Durante el gobierno de siete meses del profesor Juan Bosch (27-2-1963/25-9-1963), don Curú fue designado como oficial civil de Pedernales. Y estuvo en el cargo sin vacaciones, alternando con su conuco de Los Olivares, hasta 1994, cuando el agresivo cáncer que en pocos días había hecho estragos en él, le permitió unos segundos de la madrugada, antes de la despedida de la vida, para pronunciar una frase inolvidable:
“Mis hijos, me estoy muriendo, pero me voy tranquilo porque nadie pudo ni podrá señalarme con un dedo… Nunca hagan lo mal hecho…“ No pudo más. Murió a los 74 años el 15 de mayo, víspera de las elecciones que el reformista Balaguer le escamoteó al socialdemócrata Peña Gómez.
Ciento veinticinco pesos brutos era su salario. Carecía de seguro médico y del mínimo incentivo económico. En el pueblo tenía sin embargo fama de incorruptible sin dejar de ser solidario extremo. Primero que él, faltaba el enfermo en el hospital, el preso en la cárcel y el muerto en el velorio, incluso cuando el sueño atacaba en las noches y hasta los dolientes se escurrían para regresar al día siguiente. No había joven ni adulto, hombre o mujer, que no le buscara como consejero. El único que desconoció sus cualidades fue el Estado que ni muérete le dijo.
En la oficina que dirigía eran muchas las oportunidades para enriquecerse o, al menos, vivir sin apuros junto a su familia. Él era su secretaria, su asistente, su conserje. Él barría, suapeaba, organizaba los archivos, llenaba los libros foliados, mecanografiaba las actas de: nacimiento, defunciones, matrimonios, escolares, cédulas… Mas aquel espacio era modelo de limpieza y orden. La palabra embarre no existía, menos las tachaduras en los libros. Él solo cargaba con los matrimonios y, al ver tantos divorcios, era el primero en aconsejar para evitarlos.
No le faltaron tentadoras ofertas para falsear fechas de nacimiento, nombres y apellidos a dominicanos y extranjeros. Tampoco amenazas de poderosos, ansiosos por documentos falsos para abultar las urnas en día de elecciones. Ni le faltaron agresiones verbales e intentos de chantajes de influyentes políticos, por él negarse a matrimoniar al vapor a forasteros llegados de lejos.
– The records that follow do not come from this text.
use core::fmt;

use fixed_map::Key;

/// One of the six grammatical persons, in template slot order.
#[derive(Debug, Clone, Copy, PartialEq, Eq, Hash, PartialOrd, Ord)]
pub enum Person {
    FirstSingular,
    SecondSingular,
    ThirdSingular,
    FirstPlural,
    SecondPlural,
    ThirdPlural,
}

impl Person {
    pub const ALL: [Person; 6] = [
        Person::FirstSingular,
        Person::SecondSingular,
        Person::ThirdSingular,
        Person::FirstPlural,
        Person::SecondPlural,
        Person::ThirdPlural,
    ];

    /// The slot this person occupies in an ending template.
    #[inline]
    pub const fn index(self) -> usize {
        match self {
            Person::FirstSingular => 0,
            Person::SecondSingular => 1,
            Person::ThirdSingular => 2,
            Person::FirstPlural => 3,
            Person::SecondPlural => 4,
            Person::ThirdPlural => 5,
        }
    }

    /// Pronouns this person expands to, in output order.
    pub const fn pronouns(self) -> &'static [Pronoun] {
        match self {
            Person::FirstSingular => &[Pronoun::Je],
            Person::SecondSingular => &[Pronoun::Tu],
            Person::ThirdSingular => &[Pronoun::Il, Pronoun::Elle, Pronoun::On],
            Person::FirstPlural => &[Pronoun::Nous],
            Person::SecondPlural => &[Pronoun::Vous],
            Person::ThirdPlural => &[Pronoun::Ils, Pronoun::Elles],
        }
    }

    /// Test if this is a third person, singular or plural.
    #[inline]
    pub const fn is_third(self) -> bool {
        matches!(self, Person::ThirdSingular | Person::ThirdPlural)
    }
}

/// A subject pronoun as it appears in a conjugated form.
#[derive(Debug, Clone, Copy, PartialEq, Eq, Hash, PartialOrd, Ord, Key)]
pub enum Pronoun {
    Je,
    Tu,
    Il,
    Elle,
    On,
    Nous,
    Vous,
    Ils,
    Elles,
}

impl Pronoun {
    pub const ALL: [Pronoun; 9] = [
        Pronoun::Je,
        Pronoun::Tu,
        Pronoun::Il,
        Pronoun::Elle,
        Pronoun::On,
        Pronoun::Nous,
        Pronoun::Vous,
        Pronoun::Ils,
        Pronoun::Elles,
    ];

    /// The person this pronoun belongs to.
    pub const fn person(self) -> Person {
        match self {
            Pronoun::Je => Person::FirstSingular,
            Pronoun::Tu => Person::SecondSingular,
            Pronoun::Il | Pronoun::Elle | Pronoun::On => Person::ThirdSingular,
            Pronoun::Nous => Person::FirstPlural,
            Pronoun::Vous => Person::SecondPlural,
            Pronoun::Ils | Pronoun::Elles => Person::ThirdPlural,
        }
    }

    pub const fn text(self) -> &'static str {
        match self {
            Pronoun::Je => "je",
            Pronoun::Tu => "tu",
            Pronoun::Il => "il",
            Pronoun::Elle => "elle",
            Pronoun::On => "on",
            Pronoun::Nous => "nous",
            Pronoun::Vous => "vous",
            Pronoun::Ils => "ils",
            Pronoun::Elles => "elles",
        }
    }
}

impl fmt::Display for Pronoun {
    #[inline]
    fn fmt(&self, f: &mut fmt::Formatter<'_>) -> fmt::Result {
        self.text().fmt(f)
    }
}

#[test]
fn pronoun_expansion_covers_every_pronoun_once() {
    let expanded = Person::ALL
        .iter()
        .flat_map(|person| person.pronouns().iter().copied())
        .collect::<Vec<_>>();

    assert_eq!(expanded, Pronoun::ALL);

    for pronoun in Pronoun::ALL {
        assert!(pronoun.person().pronouns().contains(&pronoun));
    }
}
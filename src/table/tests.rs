use super::{Endings, Table};
use crate::person::Person;

fn sample() -> Table {
    table! {
        "er" => ["e", "es", "e", "ons", "ez", "ent"],
        "eler" => ["elle", "elles", "elle", "elons", "elez", "ellent"],
        "appeler" => ["appelle", "appelles", "appelle", "appelons", "appelez", "appellent"],
        "falloir" => [_, _, "faut", _, _, _],
    }
}

#[test]
fn longest_suffix_wins() {
    let table = sample();

    let m = table.lookup("appeler").unwrap();
    assert_eq!(m.suffix, "appeler");
    assert_eq!(m.stem, "");

    let m = table.lookup("rappeler").unwrap();
    assert_eq!(m.suffix, "appeler");
    assert_eq!(m.stem, "r");

    let m = table.lookup("ficeler").unwrap();
    assert_eq!(m.suffix, "eler");
    assert_eq!(m.stem, "fic");

    let m = table.lookup("manger").unwrap();
    assert_eq!(m.suffix, "er");
    assert_eq!(m.stem, "mang");
}

#[test]
fn no_match() {
    let table = sample();
    assert!(table.lookup("finir").is_none());
    assert!(table.lookup("").is_none());
}

#[test]
fn empty_suffix_has_lowest_priority() {
    let mut table = sample();
    table.insert("", endings!["ai", "as", "a", "ons", "ez", "ont"]);

    let m = table.lookup("finir").unwrap();
    assert_eq!(m.suffix, "");
    assert_eq!(m.stem, "finir");

    let m = table.lookup("aimer").unwrap();
    assert_eq!(m.suffix, "er");
}

#[test]
fn multibyte_suffixes() {
    let table = table! {
        "ïr" => ["is", "is", "ït", "ïssons", "ïssez", "ïssent"],
        "ir" => ["is", "is", "it", "issons", "issez", "issent"],
    };

    let m = table.lookup("haïr").unwrap();
    assert_eq!(m.suffix, "ïr");
    assert_eq!(m.stem, "ha");

    let m = table.lookup("é").map(|m| m.suffix);
    assert_eq!(m, None);
}

#[test]
fn absent_slots() {
    let table = sample();
    let endings = table.get("falloir").unwrap();

    assert!(!endings.is_absent());
    assert_eq!(endings.get(Person::ThirdSingular), Some("faut"));
    assert_eq!(endings.get(Person::FirstSingular), None);

    let present = endings.iter().filter(|(_, e)| e.is_some()).count();
    assert_eq!(present, 1);
    assert!(Endings::absent().is_absent());
}

#[test]
fn merge_keeps_latest_on_collision() {
    let mut table = sample();
    table.merge(table! {
        "ir" => ["is", "is", "it", "issons", "issez", "issent"],
        "er" => ["x", "x", "x", "x", "x", "x"],
    });

    assert_eq!(table.len(), 5);
    assert_eq!(table.get("er").unwrap().get(Person::FirstSingular), Some("x"));
}

#[test]
fn overlay_replaces() {
    let mut table = sample();
    table.overlay(table! {
        "falloir" => [_, _, "fallait", _, _, _],
    });

    assert_eq!(table.len(), 4);

    let endings = table.get("falloir").unwrap();
    assert_eq!(endings.get(Person::ThirdSingular), Some("fallait"));
}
Don Curú no expedía un acta de nacimiento a pariente alguno, si no era pertinente. Aunque fuese para la escuela. Y era celoso con el escaso material gastable que a veces le enviaba la Junta Central Electoral. Administraba los lápices de carbón como si fuesen diamantes porque –decía a menudo— “eso es ajeno, eso es del Estado”. Lo mismo con la maquinilla Olivetti que se llevó a casa con todo y mesa de caoba y archivos, en 1966, cuando el ciclón Inés destruyó las oficinas públicas de aquella provincia fronteriza con Haití. En la sala de su casa se instaló hasta que el Gobierno construyó el nuevo edificio. Entonces regresó con las pertenencias estatales preservadas.
Ése hombre flaco y medio cojo desde que un caballo nervioso lo tumbó y le retorció una pierna, solo sabía responder en voz baja pero firme. “La ley es la ley, y la ley no dice que usted tiene que pagarme, eso no me pertenece… Si la ley dice que no se puede, no se puede”.
Indoblegable era el hijo de doña Irena y don Juan, esposa de la siempre tierna Zoraida, quien pagaba por no ofender. No era abogado ni nada parecido. Ni siquiera cercano a bachiller. Pero las faltas ortográficas eran, para él, imperdonables. A su lado siempre tenía un Larousse y escribía hermoso, coherente, limpio…
Un día, ya con achaques que disimulaba muy bien con su actividad constante (jamás se levantó después de las seis de la mañana), mi padre, don Curú o Juan Pérez hijo, se despertó con un rumor: la JCE nombraría abogados en las direcciones de las oficialías civiles. Y ya en Pedernales había varios aspirantes adelantando trámites.
Desde entonces, muchas de tales oficinas han mejorado en edificación y tecnología. Pero, en general, la calidad y el manejo ético solo aplican para discusión aunque sus gerentes son abogados y abogadas. Eso solo se ve en una sociedad donde don Dinero le ganó la guerra a doña Honestidad, y culpan a la sábana de la fiebre que ataca al paciente.